Regulation of B‐cell entry into the cell cycle

Summary: B cells are induced to enter the cell cycle by stimuli including ligation of the B‐cell receptor (BCR) complex and Toll‐like receptor (TLR) agonists. This review discusses the contribution of several molecules, which act at distinct steps in B‐cell activation. The adapter molecule Bam32 (B‐lymphocyte adapter of 32 kDa) helps promote BCR‐induced cell cycle entry, while the secondary messenger superoxide has the opposite effect. Bam32 and superoxide may fine tune BCR‐induced activation by competing for the same limited resources, namely Rac1 and the plasma membrane phospholipid PI(3,4)P 2 . The co‐receptor CD22 can inhibit BCR‐induced proliferation by binding to novel CD22 ligands. Finally, regulators of B‐cell survival and death also play roles in B‐cell transit through the cell cycle.

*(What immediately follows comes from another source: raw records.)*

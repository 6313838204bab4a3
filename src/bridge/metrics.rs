//! Atomic counters plus a fixed-size circular latency buffer for
//! p50/p95/p99, per the orchestrator's metrics contract.

use std::sync::atomic::{AtomicU64, Ordering};

use parking_lot::Mutex;

const LATENCY_BUFFER_CAPACITY: usize = 1000;

struct LatencyBuffer {
    slots: Vec<u64>,
    next: usize,
    filled: usize,
}

impl LatencyBuffer {
    fn new() -> Self {
        Self {
            slots: vec![0; LATENCY_BUFFER_CAPACITY],
            next: 0,
            filled: 0,
        }
    }

    fn push(&mut self, value_ms: u64) {
        self.slots[self.next] = value_ms;
        self.next = (self.next + 1) % LATENCY_BUFFER_CAPACITY;
        self.filled = (self.filled + 1).min(LATENCY_BUFFER_CAPACITY);
    }

    fn snapshot_sorted(&self) -> Vec<u64> {
        let mut copy = self.slots[..self.filled].to_vec();
        copy.sort_unstable();
        copy
    }
}

fn percentile(sorted: &[u64], pct: f64) -> u64 {
    if sorted.is_empty() {
        return 0;
    }
    let rank = ((pct * sorted.len() as f64).ceil() as usize).saturating_sub(1);
    sorted[rank.min(sorted.len() - 1)]
}

/// Point-in-time view of accumulated metrics.
#[derive(Debug, Clone, Copy, Default)]
pub struct MetricsSnapshot {
    pub total_enrichments: u64,
    pub matches_found: u64,
    pub cache_hits: u64,
    pub cache_misses: u64,
    pub total_latency_ms: u64,
    pub max_latency_ms: u64,
    pub error_count: u64,
    pub timeout_count: u64,
    pub p50_ms: u64,
    pub p95_ms: u64,
    pub p99_ms: u64,
}

/// Concurrency-safe metrics collector for the Context Bridge.
#[derive(Default)]
pub struct Metrics {
    total_enrichments: AtomicU64,
    matches_found: AtomicU64,
    cache_hits: AtomicU64,
    cache_misses: AtomicU64,
    total_latency_ms: AtomicU64,
    max_latency_ms: AtomicU64,
    error_count: AtomicU64,
    timeout_count: AtomicU64,
    latencies: Mutex<Option<LatencyBuffer>>,
}

impl Metrics {
    pub fn new() -> Self {
        Self {
            latencies: Mutex::new(Some(LatencyBuffer::new())),
            ..Default::default()
        }
    }

    pub fn record_enrichment(&self, latency_ms: u64, match_count: u64) {
        self.total_enrichments.fetch_add(1, Ordering::Relaxed);
        self.matches_found.fetch_add(match_count, Ordering::Relaxed);
        self.total_latency_ms.fetch_add(latency_ms, Ordering::Relaxed);
        self.max_latency_ms.fetch_max(latency_ms, Ordering::Relaxed);
        if let Some(buf) = self.latencies.lock().as_mut() {
            buf.push(latency_ms);
        }
        if latency_ms > 100 {
            tracing::warn!(latency_ms, "enrichment exceeded 100ms");
        }
    }

    pub fn record_cache_hit(&self) {
        self.cache_hits.fetch_add(1, Ordering::Relaxed);
    }

    pub fn record_cache_miss(&self) {
        self.cache_misses.fetch_add(1, Ordering::Relaxed);
    }

    pub fn record_error(&self) {
        self.error_count.fetch_add(1, Ordering::Relaxed);
    }

    pub fn record_timeout(&self) {
        self.timeout_count.fetch_add(1, Ordering::Relaxed);
    }

    pub fn snapshot(&self) -> MetricsSnapshot {
        let sorted = self
            .latencies
            .lock()
            .as_ref()
            .map(LatencyBuffer::snapshot_sorted)
            .unwrap_or_default();

        MetricsSnapshot {
            total_enrichments: self.total_enrichments.load(Ordering::Relaxed),
            matches_found: self.matches_found.load(Ordering::Relaxed),
            cache_hits: self.cache_hits.load(Ordering::Relaxed),
            cache_misses: self.cache_misses.load(Ordering::Relaxed),
            total_latency_ms: self.total_latency_ms.load(Ordering::Relaxed),
            max_latency_ms: self.max_latency_ms.load(Ordering::Relaxed),
            error_count: self.error_count.load(Ordering::Relaxed),
            timeout_count: self.timeout_count.load(Ordering::Relaxed),
            p50_ms: percentile(&sorted, 0.50),
            p95_ms: percentile(&sorted, 0.95),
            p99_ms: percentile(&sorted, 0.99),
        }
    }
}

#[cfg(test)]
mod tests {
    use super::*;

    #[test]
    fn counters_accumulate() {
        let m = Metrics::new();
        m.record_enrichment(10, 2);
        m.record_enrichment(20, 1);
        m.record_cache_hit();
        m.record_error();
        m.record_timeout();

        let snap = m.snapshot();
        assert_eq!(snap.total_enrichments, 2);
        assert_eq!(snap.matches_found, 3);
        assert_eq!(snap.total_latency_ms, 30);
        assert_eq!(snap.max_latency_ms, 20);
        assert_eq!(snap.cache_hits, 1);
        assert_eq!(snap.error_count, 1);
        assert_eq!(snap.timeout_count, 1);
    }

    #[test]
    fn percentiles_over_buffer() {
        let m = Metrics::new();
        for i in 1..=100u64 {
            m.record_enrichment(i, 0);
        }
        let snap = m.snapshot();
        assert_eq!(snap.p50_ms, 50);
        assert_eq!(snap.p95_ms, 95);
        assert_eq!(snap.p99_ms, 99);
    }

    #[test]
    fn buffer_wraps_past_capacity() {
        let m = Metrics::new();
        for i in 1..=1500u64 {
            m.record_enrichment(i, 0);
        }
        let snap = m.snapshot();
        assert_eq!(snap.max_latency_ms, 1500);
        // buffer only retains the most recent 1000 samples
        assert!(snap.p50_ms >= 500);
    }
}
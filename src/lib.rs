//! # Retrieval Core
//!
//! Retrieval-and-learning subsystem for a reasoning server: given a
//! tool invocation, find semantically-similar past reasoning
//! trajectories under a hard latency budget, and learn which reasoning
//! strategies perform best per problem class.
//!
//! Four tightly coupled components:
//!
//! - **Context Bridge** ([`bridge`]) — enriches a tool response with
//!   the top-K most similar prior trajectories.
//! - **Embedding pipeline** ([`embedding`]) — pluggable embedding
//!   providers with a SHA-256-keyed LRU cache and optional disk
//!   persistence.
//! - **Knowledge Graph** ([`graph`]) — hybrid vector + bounded-hop
//!   graph search over entities and relationships.
//! - **Thompson-Sampling selector** ([`thompson`]) — a Bayesian bandit
//!   over reasoning strategies.
//!
//! Shared primitives: a generic LRU cache ([`cache`]), vector math and
//! float32 codec ([`vector`]), and signature extraction with
//! similarity scoring ([`signature`]) feeding the [`matcher`].
//!
//! This crate is a library; it does not own a server event loop, a CLI,
//! or the signature/graph storage backends — those are external
//! collaborators reached through the [`matcher::SignatureStore`],
//! [`graph::KnowledgeGraph`]'s embedder/reranker hooks, and the
//! [`embedding::EmbeddingProvider`] trait respectively.
//!
//! ## Quick start
//!
//! ```rust,ignore
//! use retrieval_core::bridge::{BridgeConfig, ContextBridge};
//! use std::sync::Arc;
//!
//! let bridge = ContextBridge::new(BridgeConfig::from_env(), signature_store);
//! let enriched = bridge.enrich_response("reason_step", &params, result).await?;
//! ```

pub mod bridge;
pub mod cache;
pub mod embedding;
pub mod graph;
pub mod matcher;
pub mod signature;
pub mod thompson;
pub mod vector;

pub use bridge::{BridgeConfig, BridgeError, ContextBridge, Metrics, MetricsSnapshot};
pub use cache::{CacheStats, LruCache};
pub use embedding::{
    EmbeddingCache, EmbeddingCacheConfig, EmbeddingCacheError, EmbeddingError, EmbeddingProvider,
    MockProvider, RemoteProvider,
};
pub use graph::{
    Entity, EntityKind, GraphError, KnowledgeGraph, Relationship, RelationshipType, Reranker,
    RerankerError,
};
pub use matcher::{CandidateWithSignature, Match, MatcherError, SignatureStore};
pub use signature::{ConceptSimilarity, EmbeddingSimilarity, Signature, SimilarityCalculator};
pub use thompson::{Outcome, Strategy, ThompsonError, ThompsonSelector};

/// Convenience re-export of the crate's most commonly used types.
pub mod prelude {
    pub use crate::bridge::{BridgeConfig, ContextBridge};
    pub use crate::cache::LruCache;
    pub use crate::embedding::{EmbeddingCache, EmbeddingProvider};
    pub use crate::graph::{Entity, KnowledgeGraph, Relationship};
    pub use crate::matcher::{Match, SignatureStore};
    pub use crate::signature::{Signature, SimilarityCalculator};
    pub use crate::thompson::{Strategy, ThompsonSelector};
}
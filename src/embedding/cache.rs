//! Embedding cache: SHA-256-keyed LRU over [`EmbeddingProvider`] with
//! at-most-once computation per key and optional disk persistence.
//!
//! Grounded on `llmspell-memory::embeddings::cached::CachedEmbeddingService`
//! (SHA-256 keys, `parking_lot::Mutex`-guarded LRU) layered over this
//! crate's [`crate::cache::LruCache`] instead of the `lru` crate directly,
//! since the generic cache here already provides the `entries()` /
//! `set_with_expiry()` snapshot-restore pair persistence needs.

use std::collections::HashMap;
use std::io::{Read, Write};
use std::path::{Path, PathBuf};
use std::sync::atomic::{AtomicBool, Ordering};
use std::sync::Arc;
use std::time::{Duration, Instant};

use chrono::{DateTime, Utc};
use flate2::read::GzDecoder;
use flate2::write::GzEncoder;
use flate2::Compression;
use parking_lot::Mutex as PLMutex;
use serde::{Deserialize, Serialize};
use sha2::{Digest, Sha256};
use thiserror::Error;
use tokio::sync::Notify;
use tokio::task::JoinHandle;

use crate::cache::LruCache;

use super::provider::{EmbeddingError, EmbeddingProvider};

const PERSIST_FORMAT_VERSION: u32 = 1;

#[derive(Debug, Error)]
#[non_exhaustive]
pub enum EmbeddingCacheError {
    #[error("embedding provider error: {0}")]
    Provider(#[from] EmbeddingError),

    #[error("invalid cache persist path: {0}")]
    InvalidPath(String),

    #[error("cache persistence I/O error: {0}")]
    Io(#[from] std::io::Error),

    #[error("cache persistence serialization error: {0}")]
    Serde(#[from] serde_json::Error),
}

/// Configuration for [`EmbeddingCache`], read per spec's `EMBEDDINGS_*`
/// environment variables at construction time.
#[derive(Debug, Clone)]
pub struct EmbeddingCacheConfig {
    pub max_entries: usize,
    pub ttl: Duration,
    pub persist_enabled: bool,
    pub persist_path: Option<PathBuf>,
    pub persist_gzip: bool,
    pub auto_save_interval: Duration,
}

impl Default for EmbeddingCacheConfig {
    fn default() -> Self {
        Self {
            max_entries: 1000,
            ttl: Duration::from_secs(24 * 3600),
            persist_enabled: false,
            persist_path: None,
            persist_gzip: false,
            auto_save_interval: Duration::ZERO,
        }
    }
}

impl EmbeddingCacheConfig {
    /// Read `EMBEDDINGS_CACHE_*` overrides from the environment, falling
    /// back to defaults for anything unset or unparseable.
    pub fn from_env() -> Self {
        let mut cfg = Self::default();
        if let Ok(v) = std::env::var("EMBEDDINGS_CACHE_MAX_ENTRIES") {
            if let Ok(n) = v.parse() {
                cfg.max_entries = n;
            }
        }
        if let Ok(v) = std::env::var("EMBEDDINGS_CACHE_TTL") {
            if let Ok(secs) = v.parse::<u64>() {
                cfg.ttl = Duration::from_secs(secs);
            }
        }
        if let Ok(v) = std::env::var("EMBEDDINGS_CACHE_ENABLED") {
            cfg.persist_enabled = matches!(v.as_str(), "true" | "1");
        }
        if let Ok(v) = std::env::var("EMBEDDINGS_CACHE_PERSIST") {
            cfg.persist_enabled = cfg.persist_enabled || matches!(v.as_str(), "true" | "1");
        }
        if let Ok(v) = std::env::var("EMBEDDINGS_CACHE_PATH") {
            cfg.persist_path = Some(PathBuf::from(v));
        }
        cfg
    }
}

#[derive(Debug, Serialize, Deserialize)]
struct PersistedEntry {
    key: String,
    embedding: Vec<f32>,
    expiry: Option<DateTime<Utc>>,
}

#[derive(Debug, Serialize, Deserialize)]
struct CachePersistFile {
    version: u32,
    created_at: DateTime<Utc>,
    entries: Vec<PersistedEntry>,
}

/// SHA-256-keyed embedding cache with at-most-once computation and
/// optional atomic on-disk persistence.
pub struct EmbeddingCache {
    lru: LruCache<String, Vec<f32>>,
    provider: Option<Arc<dyn EmbeddingProvider>>,
    pending: PLMutex<HashMap<String, Arc<Notify>>>,
    dirty: AtomicBool,
    config: EmbeddingCacheConfig,
    auto_save: PLMutex<Option<JoinHandle<()>>>,
    closed: AtomicBool,
}

fn fingerprint(text: &str) -> String {
    let mut hasher = Sha256::new();
    hasher.update(text.as_bytes());
    hex::encode(hasher.finalize())
}

mod hex {
    pub fn encode(bytes: impl AsRef<[u8]>) -> String {
        bytes.as_ref().iter().map(|b| format!("{b:02x}")).collect()
    }
}

impl EmbeddingCache {
    pub fn new(provider: Option<Arc<dyn EmbeddingProvider>>, config: EmbeddingCacheConfig) -> Arc<Self> {
        let cache = Arc::new(Self {
            lru: LruCache::new(config.max_entries, config.ttl),
            provider,
            pending: PLMutex::new(HashMap::new()),
            dirty: AtomicBool::new(false),
            config,
            auto_save: PLMutex::new(None),
            closed: AtomicBool::new(false),
        });

        if cache.config.persist_enabled {
            if let Some(path) = cache.config.persist_path.clone() {
                if let Err(e) = cache.load(&path) {
                    tracing::warn!(error = %e, "failed to load embedding cache from disk");
                } else {
                    tracing::info!(?path, "embedding cache loaded from disk");
                }
            }
        }

        if cache.config.auto_save_interval > Duration::ZERO && cache.config.persist_path.is_some() {
            let weak = Arc::downgrade(&cache);
            let interval = cache.config.auto_save_interval;
            let handle = tokio::spawn(async move {
                let mut ticker = tokio::time::interval(interval);
                loop {
                    ticker.tick().await;
                    let Some(cache) = weak.upgrade() else { break };
                    if cache.dirty.swap(false, Ordering::AcqRel) {
                        if let Some(path) = cache.config.persist_path.clone() {
                            if let Err(e) = cache.save(&path) {
                                tracing::warn!(error = %e, "embedding cache auto-save failed");
                            }
                        }
                    }
                }
            });
            *cache.auto_save.lock() = Some(handle);
        }

        cache
    }

    /// Look up or compute the embedding for `text`, deduping concurrent
    /// requests for the same key so the provider is called at most once.
    pub async fn get_or_compute(&self, text: &str) -> Result<Vec<f32>, EmbeddingCacheError> {
        let key = fingerprint(text);

        if let Some(v) = self.lru.get(&key) {
            tracing::debug!(%key, "embedding cache hit");
            return Ok(v);
        }

        let notify = {
            let mut pending = self.pending.lock();
            if let Some(existing) = pending.get(&key) {
                Some(existing.clone())
            } else {
                pending.insert(key.clone(), Arc::new(Notify::new()));
                None
            }
        };

        if let Some(notify) = notify {
            notify.notified().await;
            return self
                .lru
                .get(&key)
                .ok_or_else(|| EmbeddingCacheError::Provider(EmbeddingError::Cancelled));
        }

        tracing::debug!(%key, "embedding cache miss, computing");
        let result = match &self.provider {
            Some(provider) => provider.embed(text).await.map_err(EmbeddingCacheError::from),
            None => Err(EmbeddingCacheError::Provider(EmbeddingError::Provider(
                "no embedding provider configured".to_string(),
            ))),
        };

        if let Ok(ref vector) = result {
            self.lru.set(key.clone(), vector.clone());
            self.dirty.store(true, Ordering::Release);
        }

        if let Some(notify) = self.pending.lock().remove(&key) {
            notify.notify_waiters();
        }

        result
    }

    fn validate_path(path: &Path) -> Result<(), EmbeddingCacheError> {
        let cleaned = path.to_string_lossy();
        if cleaned == "." || cleaned == "/" || cleaned.is_empty() {
            return Err(EmbeddingCacheError::InvalidPath(cleaned.to_string()));
        }
        Ok(())
    }

    /// Atomically write the current, non-expired entries to `path`.
    pub fn save(&self, path: &Path) -> Result<(), EmbeddingCacheError> {
        Self::validate_path(path)?;
        if let Some(parent) = path.parent() {
            if !parent.as_os_str().is_empty() {
                std::fs::create_dir_all(parent)?;
                #[cfg(unix)]
                {
                    use std::os::unix::fs::PermissionsExt;
                    let _ = std::fs::set_permissions(parent, std::fs::Permissions::from_mode(0o750));
                }
            }
        }

        let now_instant = Instant::now();
        let now_utc = Utc::now();
        let entries = self
            .lru
            .entries()
            .into_iter()
            .map(|(key, embedding, expiry)| {
                let expiry = expiry.map(|inst| {
                    let offset = inst.saturating_duration_since(now_instant);
                    now_utc + chrono::Duration::from_std(offset).unwrap_or_default()
                });
                PersistedEntry {
                    key,
                    embedding,
                    expiry,
                }
            })
            .collect();

        let file = CachePersistFile {
            version: PERSIST_FORMAT_VERSION,
            created_at: now_utc,
            entries,
        };

        let json = serde_json::to_vec(&file)?;
        let payload = if self.config.persist_gzip {
            let mut encoder = GzEncoder::new(Vec::new(), Compression::default());
            encoder.write_all(&json)?;
            encoder.finish()?
        } else {
            json
        };

        let tmp_path = path.with_extension("tmp");
        std::fs::write(&tmp_path, payload)?;
        std::fs::rename(&tmp_path, path)?;
        Ok(())
    }

    /// Load entries from `path`, skipping already-expired ones and
    /// respecting `max_entries`.
    pub fn load(&self, path: &Path) -> Result<(), EmbeddingCacheError> {
        Self::validate_path(path)?;
        if !path.exists() {
            return Ok(());
        }

        let raw = std::fs::read(path)?;
        let json = if self.config.persist_gzip {
            let mut decoder = GzDecoder::new(raw.as_slice());
            let mut out = Vec::new();
            decoder.read_to_end(&mut out)?;
            out
        } else {
            raw
        };

        let file: CachePersistFile = serde_json::from_slice(&json)?;
        let now_instant = Instant::now();
        let now_utc = Utc::now();

        for (loaded, entry) in file.entries.into_iter().enumerate() {
            if self.config.max_entries > 0 && loaded >= self.config.max_entries {
                break;
            }
            if let Some(expiry) = entry.expiry {
                if expiry <= now_utc {
                    continue;
                }
                let remaining = (expiry - now_utc).to_std().unwrap_or(Duration::ZERO);
                self.lru
                    .set_with_expiry(entry.key, entry.embedding, Some(now_instant + remaining));
            } else {
                self.lru.set_with_expiry(entry.key, entry.embedding, None);
            }
        }
        Ok(())
    }

    /// Stop the auto-save task (if any) and perform a final save.
    /// Idempotent — safe to call more than once.
    pub fn close(&self) -> Result<(), EmbeddingCacheError> {
        if self.closed.swap(true, Ordering::AcqRel) {
            return Ok(());
        }
        if let Some(handle) = self.auto_save.lock().take() {
            handle.abort();
        }
        if let Some(path) = self.config.persist_path.clone() {
            if self.config.persist_enabled {
                self.save(&path)?;
            }
        }
        Ok(())
    }

    pub fn len(&self) -> usize {
        self.lru.len()
    }

    pub fn is_empty(&self) -> bool {
        self.lru.is_empty()
    }
}

impl Drop for EmbeddingCache {
    fn drop(&mut self) {
        if let Some(handle) = self.auto_save.lock().take() {
            handle.abort();
        }
    }
}

#[cfg(test)]
mod tests {
    use super::*;
    use crate::embedding::mock::MockProvider;

    fn provider() -> Arc<dyn EmbeddingProvider> {
        Arc::new(MockProvider::new(8))
    }

    #[tokio::test]
    async fn computes_and_caches() {
        let cache = EmbeddingCache::new(Some(provider()), EmbeddingCacheConfig::default());
        let a = cache.get_or_compute("hello world").await.unwrap();
        let b = cache.get_or_compute("hello world").await.unwrap();
        assert_eq!(a, b);
        assert_eq!(cache.len(), 1);
    }

    #[tokio::test]
    async fn no_provider_errors() {
        let cache = EmbeddingCache::new(None, EmbeddingCacheConfig::default());
        assert!(cache.get_or_compute("x").await.is_err());
    }

    #[tokio::test]
    async fn concurrent_requests_compute_once() {
        let cache = EmbeddingCache::new(Some(provider()), EmbeddingCacheConfig::default());
        let cache2 = Arc::clone(&cache);
        let (a, b) = tokio::join!(
            cache.get_or_compute("same text"),
            cache2.get_or_compute("same text")
        );
        assert_eq!(a.unwrap(), b.unwrap());
    }

    #[tokio::test]
    async fn save_and_load_roundtrip() {
        let dir = tempfile::tempdir().unwrap();
        let path = dir.path().join("cache.json");

        let cache = EmbeddingCache::new(Some(provider()), EmbeddingCacheConfig::default());
        let original = cache.get_or_compute("persist me").await.unwrap();
        cache.save(&path).unwrap();

        let restored = EmbeddingCache::new(Some(provider()), EmbeddingCacheConfig::default());
        restored.load(&path).unwrap();
        let key = fingerprint("persist me");
        assert_eq!(restored.lru.get(&key), Some(original));
    }

    #[tokio::test]
    async fn rejects_dot_and_slash_paths() {
        let cache = EmbeddingCache::new(Some(provider()), EmbeddingCacheConfig::default());
        assert!(cache.save(Path::new(".")).is_err());
        assert!(cache.save(Path::new("/")).is_err());
    }

    #[tokio::test]
    async fn close_is_idempotent() {
        let cache = EmbeddingCache::new(Some(provider()), EmbeddingCacheConfig::default());
        cache.close().unwrap();
        cache.close().unwrap();
    }
}
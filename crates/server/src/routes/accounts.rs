use axum::{
    extract::{rejection::JsonRejection, Path, State},
    Json,
};
use serde::Deserialize;
use service::auth::domain::{NewAccount, PublicUser};
use service::permissions::Scope;

use super::auth::Caller;
use crate::errors::ApiError;
use crate::state::ServerState;

#[derive(Debug, Deserialize)]
pub struct StatusBody {
    #[serde(default)]
    pub status: String,
}

#[utoipa::path(
    post, path = "/api/accounts", tag = "accounts",
    request_body = crate::openapi::NewAccountRequest,
    responses(
        (status = 200, description = "Created account", body = crate::openapi::PublicUserDoc),
        (status = 400, description = "Invalid input", body = crate::errors::ErrorBody),
        (status = 403, description = "Missing accounts:manage", body = crate::errors::ErrorBody),
        (status = 409, description = "Username taken", body = crate::errors::ErrorBody)
    )
)]
pub async fn create(
    State(state): State<ServerState>,
    caller: Caller,
    payload: Result<Json<NewAccount>, JsonRejection>,
) -> Result<Json<PublicUser>, ApiError> {
    let operator = state.policy.require(caller.claims(), Scope::AccountsManage)?;
    let Json(input) = payload?;
    Ok(Json(state.auth.create_account(operator, input).await?))
}

#[utoipa::path(
    put, path = "/api/accounts/{id}/status", tag = "accounts",
    params(("id" = String, Path, description = "Account id")),
    request_body = crate::openapi::StatusRequest,
    responses(
        (status = 200, description = "Updated account", body = crate::openapi::PublicUserDoc),
        (status = 404, description = "No such account", body = crate::errors::ErrorBody)
    )
)]
pub async fn set_status(
    State(state): State<ServerState>,
    caller: Caller,
    Path(id): Path<String>,
    payload: Result<Json<StatusBody>, JsonRejection>,
) -> Result<Json<PublicUser>, ApiError> {
    let operator = state.policy.require(caller.claims(), Scope::AccountsManage)?;
    let Json(body) = payload?;
    Ok(Json(state.auth.set_account_status(operator, &id, &body.status).await?))
}
//! Create the `collections` table.
//!
//! One row per registered collection name; `data` holds the JSON document as text.
use sea_orm_migration::{prelude::*, schema::*};

#[derive(DeriveMigrationName)]
pub struct Migration;

#[async_trait::async_trait]
impl MigrationTrait for Migration {
    async fn up(&self, manager: &SchemaManager) -> Result<(), DbErr> {
        manager
            .create_table(
                Table::create()
                    .table(Collections::Table)
                    .if_not_exists()
                    .col(string_len(Collections::Name, 64).primary_key())
                    .col(text(Collections::Data).not_null())
                    .col(timestamp_with_time_zone(Collections::UpdatedAt).not_null())
                    .to_owned(),
            )
            .await
    }

    async fn down(&self, manager: &SchemaManager) -> Result<(), DbErr> {
        manager.drop_table(Table::drop().table(Collections::Table).to_owned()).await
    }
}

#[derive(DeriveIden)]
enum Collections { Table, Name, Data, UpdatedAt }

Caspase 6 negatively regulates CD40‐ and TLR‐dependent G 1 entry, while acting later in the cell cycle to promote S‐phase entry. Caspase 6 deficiency predisposes B cells to differentiate rather than proliferate after stimulation. Bim, a pro‐apoptotic Bcl‐2 family member, exerts a positive regulatory effect on cell cycle entry, which is opposed by Bcl‐2. New insights into what regulates B‐cell transit through the cell cycle may lead to thoughtful design of highly selective drugs that target pathogenic B cells.